The list below was requested by a magazine to help employers to prepare them for what to expect when starting the process of shifting to a self-funded health plan with a TPA. Every situation is personalized, but these are main points to expect.>>Almost all self-funded plans use a Third Party Administration firm (TPA) for their plan. The reason is that, like so many other activities, things have gotten so complex that you need a team of specialists in administration of self-funding...plus guiding employers through the ever-changing all-important government compliance. So, like lawyers advise people in law cases, "Only a fool represents himself". Consequently, this list assumes that an employer is using a TPA.
>>TPA meets with the employer and asks "What are you seeking in a new self-funded plan?" This, and the questions below, is important, because self-funding and the design and administration of the plan is very customized and the TPA wants to provide improvement for the employer and plan participants. So, for example, an answer might be that the employer wants flexibility to design the coverage for the wants and needs of that particular workforce. Many types of employment tend to generate certain types of medical needs. Self-funding allows you broad flexibility to steer the money & coverage to things that will most please and most help the workers.
>>TPA asks you “Are you seeking to cut your current coverage & costs, and/or contain the rising costs, and/or get the most bang-for-the-buck (plan design flexibility), and/or other goals?” (Interestingly, most employers start out saying to cut costs, but then end up designing a much more useful/valuable package for about the same price as the old coverage (but with a handle on cost inflation). In part, this shows employees that the employer is not cutting their benefits. As noted, customizing plan design is always popular with employers & workers.
>>TPA explains the concept & general operation of self-funding and major applicable laws such as ERISA, and Stop-Loss...and also explains the enhanced role & responsibility of the employer (which the TPA will help guide the employer for compliance & strategy all during the year).
>>Since self-funding brings fiduciary duty for prudent financial operation of the plan, the TPA will ask the employer for a candid conversation about the financial stability of the company (to be able to fund claims), cost of the current coverage, and (important) whether there are any known current or predicted major or expensive medical conditions among the people to be in the plan. The best planning for the employer is if the existing insurer will give the employer the claims record of their company for the past couple of years. However, some employers tend to give a lot of double-talk such as saying that the privacy law does not allow it (not true). Based on all this information, the TPA may explain that self-funding is not the best fit for all employers (such as those with uncertain cash flow/finances or known massive claims).

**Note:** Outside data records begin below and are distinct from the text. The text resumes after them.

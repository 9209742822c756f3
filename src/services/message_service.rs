use crate::{
    api::middleware::error::{ApiError, ApiResult},
    database::Database,
    events::{EventBus, SystemEvent},
    models::{Message, SenderRole},
};
use std::sync::Arc;

/// Append and replay for the per-conversation message log. Every append
/// lands in the store first and is then fanned out on the event bus; the
/// bus is never the source of truth.
#[derive(Clone)]
pub struct MessageService {
    db: Database,
    event_bus: Arc<dyn EventBus>,
}

impl MessageService {
    pub fn new(db: Database, event_bus: Arc<dyn EventBus>) -> Self {
        Self { db, event_bus }
    }

    /// Agent reply into a conversation the agent currently owns. Ownership
    /// is checked so a console that lost the claim (resolve-then-reopen,
    /// or a release it forgot about) cannot write into someone else's
    /// conversation.
    pub async fn send_agent_message(
        &self,
        conversation_id: &str,
        agent_id: &str,
        body: &str,
    ) -> ApiResult<Message> {
        Message::validate_body(body).map_err(ApiError::BadRequest)?;

        let conversation = self
            .db
            .get_conversation_by_id(conversation_id)
            .await?
            .ok_or_else(|| {
                ApiError::NotFound(format!("Conversation {} not found", conversation_id))
            })?;

        if !conversation.is_claimed_by(agent_id) {
            return Err(ApiError::Forbidden(format!(
                "Conversation {} is not claimed by agent {}",
                conversation_id, agent_id
            )));
        }

        let appended = self
            .db
            .append_message(conversation_id, SenderRole::Agent, body)
            .await?;

        self.publish_appended(&appended.message).await?;

        tracing::info!(
            "Agent message appended: id={}, conversation_id={}, seq={}",
            appended.message.id,
            conversation_id,
            appended.message.seq
        );

        Ok(appended.message)
    }

    /// Append on behalf of the router (customer and assistant turns). The
    /// reopen flag from the store propagates so the router can emit the
    /// matching queue change.
    pub(crate) async fn append_and_publish(
        &self,
        conversation_id: &str,
        sender_role: SenderRole,
        body: &str,
    ) -> ApiResult<(Message, bool)> {
        let appended = self
            .db
            .append_message(conversation_id, sender_role, body)
            .await?;

        self.publish_appended(&appended.message).await?;

        Ok((appended.message, appended.reopened))
    }

    /// Replay messages after a cursor, in append order. `after_seq = 0`
    /// replays everything; this is the reconciliation path after an SSE
    /// reconnect.
    pub async fn list_since(
        &self,
        conversation_id: &str,
        after_seq: i64,
    ) -> ApiResult<Vec<Message>> {
        // Distinguish an unknown conversation from an empty log.
        self.db
            .get_conversation_by_id(conversation_id)
            .await?
            .ok_or_else(|| {
                ApiError::NotFound(format!("Conversation {} not found", conversation_id))
            })?;

        self.db.list_messages_since(conversation_id, after_seq).await
    }

    async fn publish_appended(&self, message: &Message) -> ApiResult<()> {
        self.event_bus.publish(SystemEvent::MessageAppended {
            conversation_id: message.conversation_id.clone(),
            message: message.clone(),
        })?;

        // last_message/updated_at moved, so queue views need a refresh too.
        if let Some(conversation) = self
            .db
            .get_conversation_by_id(&message.conversation_id)
            .await?
        {
            self.event_bus.publish(SystemEvent::ConversationChanged {
                conversation_id: conversation.id,
                customer_id: conversation.customer_id,
                status: conversation.status,
                assigned_agent_id: conversation.assigned_agent_id,
                last_message: conversation.last_message,
                updated_at: conversation.updated_at,
            })?;
        }

        Ok(())
    }
}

>>The TPA will often ask what kinds of new, extra, or special types of coverage the employer and/or workers are considering, and the TPA often offers other ideas of coverages, such as wellness, that have worked with other employers.
>>TPA may give an overview of government compliance and any trends.
>>After answering any questions, the TPA then, or later after coordinating with the rest of the TPA staff, will suggest a plan outline or process to proceed, and the transition process.
<<>>It is important for employers to remember that they are the "self" in self-funding. The employer/plan sponsor is the ultimate decision-maker on all things (and thus carries CEO-like responsibilities). TPAs provide invaluable year-round help by trying to spot issues in advance, and lay out the options, and explain factors based on what government officials and other employers & plans are doing. So, being the plan sponsor/(official) "Administrator" is not onerous, but cannot be treated cavalierly.
<<>>Self-funding and especially TPA services are VERY personalized...unique & very responsive to the needs of their particular clients. That is the strength and phenomenal success TPAs have had over the decades customizing plans & services for self-funded clients. In the 1970's, it was felt that self-funding was only prudent for groups of at least 5,000. In 1980, it had dropped to 1,000. In the next decade, it quickly dropped to 500 then 250, then 100. Today, the vast majority of employee benefit plans use self-funding. The key to this market growth has been the expansion of Stop-Loss (a term that means what it says…sort of like re-insurance) and the close cooperation between Stop-Loss & TPAs to make self-funding a smooth process. Looking ahead, we are told that many smaller employers will be seeking to shift from insured plans under health reform to self-funding. We are ready, but the items mentioned above will be carefully discussed, and TPAs will be professional and advise employers if self-funding would not be a prudent option in their situation.
<<>>Almost all comprehensive-service TPAs belong to the Society of Professional Benefit Administrators (SPBA), which is the national association of TPAs and Stop-Loss Service Partners. It is a group of professional sharing, and means that members have nationwide insights & resources. SPBA members also play an active role with government officials in interpretation & application of laws and regulations.